TASK TO COMPLETE:
Where the word "proposal" shows up in the entries below, please copy the whole line.

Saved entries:
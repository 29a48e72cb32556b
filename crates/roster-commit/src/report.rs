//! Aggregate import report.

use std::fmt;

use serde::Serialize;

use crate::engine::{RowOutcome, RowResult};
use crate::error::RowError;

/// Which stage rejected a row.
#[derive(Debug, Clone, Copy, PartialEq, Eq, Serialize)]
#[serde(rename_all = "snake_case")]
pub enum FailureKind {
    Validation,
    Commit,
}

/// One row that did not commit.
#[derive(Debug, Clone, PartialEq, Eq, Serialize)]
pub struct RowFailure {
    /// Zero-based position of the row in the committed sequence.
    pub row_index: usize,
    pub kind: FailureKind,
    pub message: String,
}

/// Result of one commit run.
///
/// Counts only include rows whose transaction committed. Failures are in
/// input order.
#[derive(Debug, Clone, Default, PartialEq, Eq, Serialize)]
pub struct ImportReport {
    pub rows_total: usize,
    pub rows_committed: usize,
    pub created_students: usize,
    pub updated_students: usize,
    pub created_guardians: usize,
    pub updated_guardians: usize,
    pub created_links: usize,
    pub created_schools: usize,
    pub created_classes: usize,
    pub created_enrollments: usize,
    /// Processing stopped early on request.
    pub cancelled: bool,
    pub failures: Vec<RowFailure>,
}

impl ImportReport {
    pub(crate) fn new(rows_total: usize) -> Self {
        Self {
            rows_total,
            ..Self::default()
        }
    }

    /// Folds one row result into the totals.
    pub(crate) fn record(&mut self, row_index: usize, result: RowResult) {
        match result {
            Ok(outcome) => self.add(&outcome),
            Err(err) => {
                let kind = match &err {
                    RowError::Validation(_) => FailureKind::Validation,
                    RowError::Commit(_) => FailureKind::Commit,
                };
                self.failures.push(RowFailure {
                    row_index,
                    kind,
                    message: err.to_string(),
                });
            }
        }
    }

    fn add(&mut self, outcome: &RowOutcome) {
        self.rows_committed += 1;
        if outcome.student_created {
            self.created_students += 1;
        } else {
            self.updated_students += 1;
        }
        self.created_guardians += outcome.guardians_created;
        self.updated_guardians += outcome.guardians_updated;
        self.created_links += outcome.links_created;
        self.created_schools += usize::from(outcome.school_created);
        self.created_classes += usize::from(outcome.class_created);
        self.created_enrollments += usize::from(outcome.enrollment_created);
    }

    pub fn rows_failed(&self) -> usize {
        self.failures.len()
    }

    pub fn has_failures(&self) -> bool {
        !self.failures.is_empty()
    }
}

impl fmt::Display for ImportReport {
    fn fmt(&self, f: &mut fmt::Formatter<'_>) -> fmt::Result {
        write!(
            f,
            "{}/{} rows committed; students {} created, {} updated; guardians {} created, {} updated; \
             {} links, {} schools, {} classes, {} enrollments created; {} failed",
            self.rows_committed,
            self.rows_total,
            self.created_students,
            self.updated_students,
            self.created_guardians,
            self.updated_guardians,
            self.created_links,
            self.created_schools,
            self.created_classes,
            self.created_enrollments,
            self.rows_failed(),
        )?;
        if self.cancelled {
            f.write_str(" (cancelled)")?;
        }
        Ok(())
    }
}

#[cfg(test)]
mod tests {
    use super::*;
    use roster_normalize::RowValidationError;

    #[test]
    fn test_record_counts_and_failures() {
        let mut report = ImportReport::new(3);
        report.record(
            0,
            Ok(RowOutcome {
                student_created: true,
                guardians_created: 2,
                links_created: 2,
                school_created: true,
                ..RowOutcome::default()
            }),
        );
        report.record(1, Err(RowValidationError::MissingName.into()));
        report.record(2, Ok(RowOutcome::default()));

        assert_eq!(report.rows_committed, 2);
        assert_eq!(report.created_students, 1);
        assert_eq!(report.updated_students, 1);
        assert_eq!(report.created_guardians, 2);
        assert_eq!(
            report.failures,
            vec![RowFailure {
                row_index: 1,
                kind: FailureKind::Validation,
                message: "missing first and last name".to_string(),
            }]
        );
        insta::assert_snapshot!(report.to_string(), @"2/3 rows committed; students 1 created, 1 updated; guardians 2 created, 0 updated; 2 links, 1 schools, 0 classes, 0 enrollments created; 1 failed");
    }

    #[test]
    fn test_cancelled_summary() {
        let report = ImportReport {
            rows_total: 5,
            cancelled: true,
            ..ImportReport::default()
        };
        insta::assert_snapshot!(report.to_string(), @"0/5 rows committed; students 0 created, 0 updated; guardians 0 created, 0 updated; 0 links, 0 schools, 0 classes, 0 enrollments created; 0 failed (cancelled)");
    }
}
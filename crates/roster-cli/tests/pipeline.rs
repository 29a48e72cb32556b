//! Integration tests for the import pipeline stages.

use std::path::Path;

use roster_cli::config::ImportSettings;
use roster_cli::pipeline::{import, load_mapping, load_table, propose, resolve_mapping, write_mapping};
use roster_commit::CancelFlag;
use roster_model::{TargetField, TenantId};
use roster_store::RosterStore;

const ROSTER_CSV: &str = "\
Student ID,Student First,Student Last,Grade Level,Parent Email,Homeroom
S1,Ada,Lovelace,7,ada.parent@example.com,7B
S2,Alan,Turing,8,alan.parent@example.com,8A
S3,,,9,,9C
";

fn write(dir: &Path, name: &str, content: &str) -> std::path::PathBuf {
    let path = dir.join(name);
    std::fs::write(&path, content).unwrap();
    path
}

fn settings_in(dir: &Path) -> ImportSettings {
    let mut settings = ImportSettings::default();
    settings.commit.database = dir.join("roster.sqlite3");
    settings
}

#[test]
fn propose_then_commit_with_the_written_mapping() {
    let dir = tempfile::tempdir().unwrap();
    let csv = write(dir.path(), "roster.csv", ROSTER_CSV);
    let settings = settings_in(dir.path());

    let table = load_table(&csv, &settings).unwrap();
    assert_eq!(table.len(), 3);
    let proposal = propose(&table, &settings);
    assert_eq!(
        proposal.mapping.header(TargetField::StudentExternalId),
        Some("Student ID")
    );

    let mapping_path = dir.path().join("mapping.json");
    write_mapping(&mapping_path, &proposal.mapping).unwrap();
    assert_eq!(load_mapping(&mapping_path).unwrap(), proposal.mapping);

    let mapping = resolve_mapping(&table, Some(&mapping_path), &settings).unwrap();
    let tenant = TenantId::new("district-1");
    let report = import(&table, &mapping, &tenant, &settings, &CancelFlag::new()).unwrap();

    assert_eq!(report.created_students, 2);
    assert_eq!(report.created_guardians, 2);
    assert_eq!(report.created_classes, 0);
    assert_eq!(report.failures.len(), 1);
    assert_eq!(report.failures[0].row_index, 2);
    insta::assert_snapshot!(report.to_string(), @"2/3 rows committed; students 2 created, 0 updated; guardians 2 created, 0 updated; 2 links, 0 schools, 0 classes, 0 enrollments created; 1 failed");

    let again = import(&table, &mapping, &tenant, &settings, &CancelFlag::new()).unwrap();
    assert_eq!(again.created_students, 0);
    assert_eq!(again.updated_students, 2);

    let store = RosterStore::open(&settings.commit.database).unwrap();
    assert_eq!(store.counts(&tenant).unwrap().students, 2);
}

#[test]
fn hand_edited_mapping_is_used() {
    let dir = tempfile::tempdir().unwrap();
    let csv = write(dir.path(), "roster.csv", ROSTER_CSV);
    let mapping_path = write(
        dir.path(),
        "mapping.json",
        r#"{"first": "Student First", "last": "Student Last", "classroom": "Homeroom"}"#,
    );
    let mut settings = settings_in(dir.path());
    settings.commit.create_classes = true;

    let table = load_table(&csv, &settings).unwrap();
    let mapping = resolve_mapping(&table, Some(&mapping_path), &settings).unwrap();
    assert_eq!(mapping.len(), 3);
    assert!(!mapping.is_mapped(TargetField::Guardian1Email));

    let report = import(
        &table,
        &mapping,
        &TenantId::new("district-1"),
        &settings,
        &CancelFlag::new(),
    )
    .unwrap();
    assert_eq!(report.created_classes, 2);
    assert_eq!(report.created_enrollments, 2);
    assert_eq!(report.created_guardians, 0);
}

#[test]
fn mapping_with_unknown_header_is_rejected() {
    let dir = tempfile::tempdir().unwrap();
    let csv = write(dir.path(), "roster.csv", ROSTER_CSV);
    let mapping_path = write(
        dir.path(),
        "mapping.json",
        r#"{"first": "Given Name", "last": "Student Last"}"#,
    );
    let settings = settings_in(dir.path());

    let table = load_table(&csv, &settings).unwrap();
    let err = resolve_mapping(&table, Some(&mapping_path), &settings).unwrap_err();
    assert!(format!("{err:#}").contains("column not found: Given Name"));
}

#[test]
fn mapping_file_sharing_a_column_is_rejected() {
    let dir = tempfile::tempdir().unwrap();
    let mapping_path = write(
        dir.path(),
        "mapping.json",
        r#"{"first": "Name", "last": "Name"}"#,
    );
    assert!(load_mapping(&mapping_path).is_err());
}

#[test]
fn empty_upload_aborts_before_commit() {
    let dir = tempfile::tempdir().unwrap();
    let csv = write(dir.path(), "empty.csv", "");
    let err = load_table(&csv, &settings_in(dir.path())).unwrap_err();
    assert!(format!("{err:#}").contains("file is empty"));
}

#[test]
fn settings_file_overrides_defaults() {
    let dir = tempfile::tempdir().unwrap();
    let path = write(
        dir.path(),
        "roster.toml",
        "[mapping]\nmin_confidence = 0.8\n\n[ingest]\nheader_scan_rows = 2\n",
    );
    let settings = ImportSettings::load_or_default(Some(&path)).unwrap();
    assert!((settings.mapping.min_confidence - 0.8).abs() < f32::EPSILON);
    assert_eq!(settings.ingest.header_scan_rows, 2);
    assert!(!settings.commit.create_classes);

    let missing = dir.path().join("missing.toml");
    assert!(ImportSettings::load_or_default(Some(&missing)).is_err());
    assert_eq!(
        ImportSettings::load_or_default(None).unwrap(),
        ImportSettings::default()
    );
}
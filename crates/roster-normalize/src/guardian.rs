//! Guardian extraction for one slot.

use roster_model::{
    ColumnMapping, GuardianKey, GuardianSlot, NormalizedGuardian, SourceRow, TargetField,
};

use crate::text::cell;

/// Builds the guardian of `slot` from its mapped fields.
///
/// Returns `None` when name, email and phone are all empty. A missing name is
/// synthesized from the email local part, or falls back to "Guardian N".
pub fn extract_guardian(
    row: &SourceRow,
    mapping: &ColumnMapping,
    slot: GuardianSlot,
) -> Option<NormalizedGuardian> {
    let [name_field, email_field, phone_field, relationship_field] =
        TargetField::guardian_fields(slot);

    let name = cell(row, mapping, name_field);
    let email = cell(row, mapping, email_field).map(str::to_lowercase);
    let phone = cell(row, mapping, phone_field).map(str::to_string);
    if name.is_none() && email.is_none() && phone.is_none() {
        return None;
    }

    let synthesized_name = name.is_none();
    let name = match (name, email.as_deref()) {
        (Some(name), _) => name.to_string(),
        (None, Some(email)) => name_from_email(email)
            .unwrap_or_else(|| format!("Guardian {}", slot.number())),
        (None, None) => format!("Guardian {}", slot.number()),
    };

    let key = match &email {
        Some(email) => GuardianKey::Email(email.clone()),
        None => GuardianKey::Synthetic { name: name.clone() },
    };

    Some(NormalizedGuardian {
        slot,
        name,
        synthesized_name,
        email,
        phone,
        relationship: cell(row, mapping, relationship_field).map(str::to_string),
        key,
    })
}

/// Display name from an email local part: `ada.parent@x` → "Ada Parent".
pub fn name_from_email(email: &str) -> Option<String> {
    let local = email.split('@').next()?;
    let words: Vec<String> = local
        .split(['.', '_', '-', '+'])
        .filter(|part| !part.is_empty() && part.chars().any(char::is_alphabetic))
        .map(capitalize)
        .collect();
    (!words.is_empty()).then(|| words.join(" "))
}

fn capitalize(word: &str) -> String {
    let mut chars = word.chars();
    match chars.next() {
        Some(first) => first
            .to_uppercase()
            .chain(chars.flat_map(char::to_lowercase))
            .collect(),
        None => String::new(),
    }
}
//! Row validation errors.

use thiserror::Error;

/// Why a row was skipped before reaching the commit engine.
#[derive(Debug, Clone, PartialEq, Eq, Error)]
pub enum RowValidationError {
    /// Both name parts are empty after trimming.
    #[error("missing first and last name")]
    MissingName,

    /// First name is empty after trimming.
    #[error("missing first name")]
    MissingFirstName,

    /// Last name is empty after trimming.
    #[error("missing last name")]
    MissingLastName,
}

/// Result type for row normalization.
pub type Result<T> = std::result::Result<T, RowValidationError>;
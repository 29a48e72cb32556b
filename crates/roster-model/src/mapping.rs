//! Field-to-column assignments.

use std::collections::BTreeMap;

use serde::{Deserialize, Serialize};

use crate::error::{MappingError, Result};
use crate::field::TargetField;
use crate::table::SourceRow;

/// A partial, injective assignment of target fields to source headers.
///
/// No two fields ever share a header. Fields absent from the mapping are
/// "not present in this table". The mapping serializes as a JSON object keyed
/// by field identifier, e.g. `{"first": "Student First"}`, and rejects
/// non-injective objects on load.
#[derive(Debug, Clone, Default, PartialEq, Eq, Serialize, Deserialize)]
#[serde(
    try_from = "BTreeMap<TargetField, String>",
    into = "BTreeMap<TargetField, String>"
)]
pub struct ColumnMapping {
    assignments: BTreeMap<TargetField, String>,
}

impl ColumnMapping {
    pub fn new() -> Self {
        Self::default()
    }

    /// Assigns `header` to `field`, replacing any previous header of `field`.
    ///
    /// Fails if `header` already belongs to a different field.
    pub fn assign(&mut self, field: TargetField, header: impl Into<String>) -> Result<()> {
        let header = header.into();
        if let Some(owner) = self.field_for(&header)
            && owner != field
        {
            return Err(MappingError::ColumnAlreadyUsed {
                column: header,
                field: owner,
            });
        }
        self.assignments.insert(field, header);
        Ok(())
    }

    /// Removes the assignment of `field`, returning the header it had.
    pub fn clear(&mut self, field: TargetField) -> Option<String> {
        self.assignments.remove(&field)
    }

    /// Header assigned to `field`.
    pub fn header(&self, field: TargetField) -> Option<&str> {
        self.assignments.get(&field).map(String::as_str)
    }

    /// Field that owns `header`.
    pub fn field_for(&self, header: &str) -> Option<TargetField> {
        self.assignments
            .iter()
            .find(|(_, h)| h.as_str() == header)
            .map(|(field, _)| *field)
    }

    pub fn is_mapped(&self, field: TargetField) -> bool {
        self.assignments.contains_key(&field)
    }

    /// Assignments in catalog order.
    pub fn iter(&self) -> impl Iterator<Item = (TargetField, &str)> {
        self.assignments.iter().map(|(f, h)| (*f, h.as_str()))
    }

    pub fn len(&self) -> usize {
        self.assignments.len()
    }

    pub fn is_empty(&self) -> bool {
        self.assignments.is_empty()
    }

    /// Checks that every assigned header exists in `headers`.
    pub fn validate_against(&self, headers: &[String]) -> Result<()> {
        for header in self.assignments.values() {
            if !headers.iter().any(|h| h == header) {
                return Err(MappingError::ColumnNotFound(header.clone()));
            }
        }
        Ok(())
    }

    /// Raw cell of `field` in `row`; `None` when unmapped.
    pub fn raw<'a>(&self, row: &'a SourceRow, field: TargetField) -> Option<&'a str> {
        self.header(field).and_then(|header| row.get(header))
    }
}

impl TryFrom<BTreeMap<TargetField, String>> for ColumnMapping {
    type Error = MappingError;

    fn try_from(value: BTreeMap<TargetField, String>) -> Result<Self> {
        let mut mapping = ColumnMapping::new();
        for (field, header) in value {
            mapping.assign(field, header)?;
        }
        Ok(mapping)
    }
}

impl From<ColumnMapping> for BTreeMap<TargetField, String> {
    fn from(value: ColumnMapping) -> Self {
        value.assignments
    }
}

SOLUTION FOR THIS EXERCISE:
    let proposal = propose(&table, &settings);
        proposal.mapping.header(TargetField::StudentExternalId),
    write_mapping(&mapping_path, &proposal.mapping).unwrap();
    assert_eq!(load_mapping(&mapping_path).unwrap(), proposal.mapping);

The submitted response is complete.